▼▼▼

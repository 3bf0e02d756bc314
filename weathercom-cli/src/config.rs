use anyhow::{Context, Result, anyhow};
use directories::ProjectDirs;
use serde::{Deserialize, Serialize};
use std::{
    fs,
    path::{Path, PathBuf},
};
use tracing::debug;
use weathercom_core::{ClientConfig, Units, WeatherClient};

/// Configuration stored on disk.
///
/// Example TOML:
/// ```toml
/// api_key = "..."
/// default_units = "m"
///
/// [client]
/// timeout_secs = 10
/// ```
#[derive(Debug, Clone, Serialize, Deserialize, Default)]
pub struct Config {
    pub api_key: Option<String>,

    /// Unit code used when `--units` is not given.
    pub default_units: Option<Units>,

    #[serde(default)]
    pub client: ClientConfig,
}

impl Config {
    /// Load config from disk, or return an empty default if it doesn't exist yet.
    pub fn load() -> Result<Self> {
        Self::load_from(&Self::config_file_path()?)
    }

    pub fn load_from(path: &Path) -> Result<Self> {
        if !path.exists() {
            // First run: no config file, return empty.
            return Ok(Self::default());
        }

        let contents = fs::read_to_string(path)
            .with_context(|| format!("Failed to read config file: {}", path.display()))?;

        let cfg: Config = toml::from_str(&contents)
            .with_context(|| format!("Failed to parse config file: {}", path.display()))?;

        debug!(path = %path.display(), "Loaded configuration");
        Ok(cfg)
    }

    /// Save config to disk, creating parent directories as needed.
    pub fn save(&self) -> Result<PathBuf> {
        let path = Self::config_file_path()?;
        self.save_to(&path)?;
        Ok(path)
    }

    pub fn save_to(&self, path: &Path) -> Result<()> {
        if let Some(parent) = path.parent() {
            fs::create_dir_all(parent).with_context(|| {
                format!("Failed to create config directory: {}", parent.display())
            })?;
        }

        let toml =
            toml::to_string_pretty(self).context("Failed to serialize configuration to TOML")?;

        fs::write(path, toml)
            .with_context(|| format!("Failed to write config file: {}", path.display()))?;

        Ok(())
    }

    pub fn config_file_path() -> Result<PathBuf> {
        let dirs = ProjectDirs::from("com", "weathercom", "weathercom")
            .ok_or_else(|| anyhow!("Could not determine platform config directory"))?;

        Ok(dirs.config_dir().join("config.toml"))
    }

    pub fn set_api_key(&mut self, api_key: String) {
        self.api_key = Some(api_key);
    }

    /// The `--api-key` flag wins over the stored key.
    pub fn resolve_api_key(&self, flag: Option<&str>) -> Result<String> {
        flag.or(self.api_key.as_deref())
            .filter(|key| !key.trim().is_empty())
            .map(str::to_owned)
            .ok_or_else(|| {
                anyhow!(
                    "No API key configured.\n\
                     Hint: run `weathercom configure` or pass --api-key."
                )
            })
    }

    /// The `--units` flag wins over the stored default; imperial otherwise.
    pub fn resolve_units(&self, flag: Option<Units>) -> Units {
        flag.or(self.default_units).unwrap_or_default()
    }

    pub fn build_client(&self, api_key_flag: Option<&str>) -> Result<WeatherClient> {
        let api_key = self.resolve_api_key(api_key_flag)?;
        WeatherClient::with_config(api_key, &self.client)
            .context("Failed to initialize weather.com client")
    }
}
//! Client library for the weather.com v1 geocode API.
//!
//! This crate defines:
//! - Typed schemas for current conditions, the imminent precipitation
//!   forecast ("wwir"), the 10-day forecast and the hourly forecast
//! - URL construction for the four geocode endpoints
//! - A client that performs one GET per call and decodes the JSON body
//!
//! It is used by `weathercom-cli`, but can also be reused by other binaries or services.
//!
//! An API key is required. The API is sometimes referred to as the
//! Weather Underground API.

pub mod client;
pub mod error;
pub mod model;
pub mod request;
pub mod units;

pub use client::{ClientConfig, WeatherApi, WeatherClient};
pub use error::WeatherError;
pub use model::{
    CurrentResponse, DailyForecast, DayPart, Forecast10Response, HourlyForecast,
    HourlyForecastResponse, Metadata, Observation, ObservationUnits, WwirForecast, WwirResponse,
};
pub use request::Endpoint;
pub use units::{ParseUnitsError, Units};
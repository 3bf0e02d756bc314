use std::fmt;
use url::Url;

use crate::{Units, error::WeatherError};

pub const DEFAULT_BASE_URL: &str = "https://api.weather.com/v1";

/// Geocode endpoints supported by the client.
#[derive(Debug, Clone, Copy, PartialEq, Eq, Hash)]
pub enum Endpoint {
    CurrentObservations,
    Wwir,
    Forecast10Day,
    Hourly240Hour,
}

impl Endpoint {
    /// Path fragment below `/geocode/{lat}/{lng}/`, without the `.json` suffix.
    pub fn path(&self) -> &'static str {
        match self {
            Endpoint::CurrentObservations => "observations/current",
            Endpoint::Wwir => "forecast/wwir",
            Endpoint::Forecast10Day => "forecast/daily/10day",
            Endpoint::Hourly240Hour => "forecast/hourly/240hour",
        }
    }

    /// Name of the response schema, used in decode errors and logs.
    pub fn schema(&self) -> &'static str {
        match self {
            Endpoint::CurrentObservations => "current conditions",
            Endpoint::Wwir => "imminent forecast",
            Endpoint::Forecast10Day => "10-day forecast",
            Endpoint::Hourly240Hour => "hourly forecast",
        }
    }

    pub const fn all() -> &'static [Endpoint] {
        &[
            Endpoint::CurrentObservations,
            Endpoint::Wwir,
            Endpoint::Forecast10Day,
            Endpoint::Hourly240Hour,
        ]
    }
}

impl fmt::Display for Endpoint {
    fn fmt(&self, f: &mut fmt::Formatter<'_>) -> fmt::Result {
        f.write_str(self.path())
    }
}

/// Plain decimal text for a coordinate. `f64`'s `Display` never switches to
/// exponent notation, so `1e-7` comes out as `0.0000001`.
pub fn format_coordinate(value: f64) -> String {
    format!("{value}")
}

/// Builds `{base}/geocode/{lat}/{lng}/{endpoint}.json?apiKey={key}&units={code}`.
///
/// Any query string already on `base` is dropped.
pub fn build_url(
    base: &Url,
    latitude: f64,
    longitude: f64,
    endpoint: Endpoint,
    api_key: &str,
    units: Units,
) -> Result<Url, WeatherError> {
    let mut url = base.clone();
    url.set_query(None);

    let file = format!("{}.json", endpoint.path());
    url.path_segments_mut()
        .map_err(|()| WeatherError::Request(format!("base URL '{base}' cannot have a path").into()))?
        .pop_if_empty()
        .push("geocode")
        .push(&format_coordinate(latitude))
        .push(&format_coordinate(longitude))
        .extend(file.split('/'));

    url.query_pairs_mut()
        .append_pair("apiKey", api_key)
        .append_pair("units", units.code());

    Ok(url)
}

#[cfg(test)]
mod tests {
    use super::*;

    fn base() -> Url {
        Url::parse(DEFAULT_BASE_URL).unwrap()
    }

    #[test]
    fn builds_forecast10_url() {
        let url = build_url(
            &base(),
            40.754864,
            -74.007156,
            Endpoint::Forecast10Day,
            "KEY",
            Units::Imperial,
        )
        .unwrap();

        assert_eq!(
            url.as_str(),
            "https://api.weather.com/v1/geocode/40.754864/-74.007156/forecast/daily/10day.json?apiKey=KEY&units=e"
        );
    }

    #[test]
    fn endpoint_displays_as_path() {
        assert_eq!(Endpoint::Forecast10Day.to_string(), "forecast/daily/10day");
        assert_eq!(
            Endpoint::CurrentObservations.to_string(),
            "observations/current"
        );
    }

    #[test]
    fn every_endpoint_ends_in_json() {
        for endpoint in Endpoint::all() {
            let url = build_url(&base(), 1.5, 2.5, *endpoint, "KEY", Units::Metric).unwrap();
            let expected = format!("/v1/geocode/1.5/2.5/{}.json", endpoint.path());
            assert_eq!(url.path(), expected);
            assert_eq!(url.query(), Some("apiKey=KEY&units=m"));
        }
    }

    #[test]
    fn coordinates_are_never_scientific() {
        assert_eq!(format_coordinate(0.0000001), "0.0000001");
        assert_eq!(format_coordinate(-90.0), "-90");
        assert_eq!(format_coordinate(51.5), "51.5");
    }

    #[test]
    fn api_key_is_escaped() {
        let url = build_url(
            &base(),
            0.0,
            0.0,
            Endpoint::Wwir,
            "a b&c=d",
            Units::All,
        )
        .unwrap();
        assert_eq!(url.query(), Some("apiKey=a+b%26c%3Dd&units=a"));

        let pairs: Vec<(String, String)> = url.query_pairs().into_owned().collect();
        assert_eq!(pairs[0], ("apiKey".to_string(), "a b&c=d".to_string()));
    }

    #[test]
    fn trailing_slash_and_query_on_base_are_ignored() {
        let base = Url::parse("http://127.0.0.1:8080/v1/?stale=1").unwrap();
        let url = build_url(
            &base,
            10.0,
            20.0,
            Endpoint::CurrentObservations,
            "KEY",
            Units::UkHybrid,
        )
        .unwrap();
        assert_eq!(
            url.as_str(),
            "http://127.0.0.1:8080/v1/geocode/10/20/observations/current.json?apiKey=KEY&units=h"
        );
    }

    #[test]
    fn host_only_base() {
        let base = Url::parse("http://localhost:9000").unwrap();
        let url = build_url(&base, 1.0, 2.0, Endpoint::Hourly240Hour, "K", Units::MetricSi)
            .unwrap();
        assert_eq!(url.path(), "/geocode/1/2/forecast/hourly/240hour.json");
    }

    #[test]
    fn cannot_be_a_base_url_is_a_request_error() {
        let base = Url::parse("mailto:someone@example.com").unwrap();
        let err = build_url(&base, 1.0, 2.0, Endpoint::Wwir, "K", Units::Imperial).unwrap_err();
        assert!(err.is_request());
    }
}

▲▲▲

### AIM OF THE EXERCISE
Look through the entries and return every line where "conditions" appears.

### TASK RESULT
//! - Typed schemas for current conditions, the imminent precipitation
            Endpoint::CurrentObservations => "current conditions",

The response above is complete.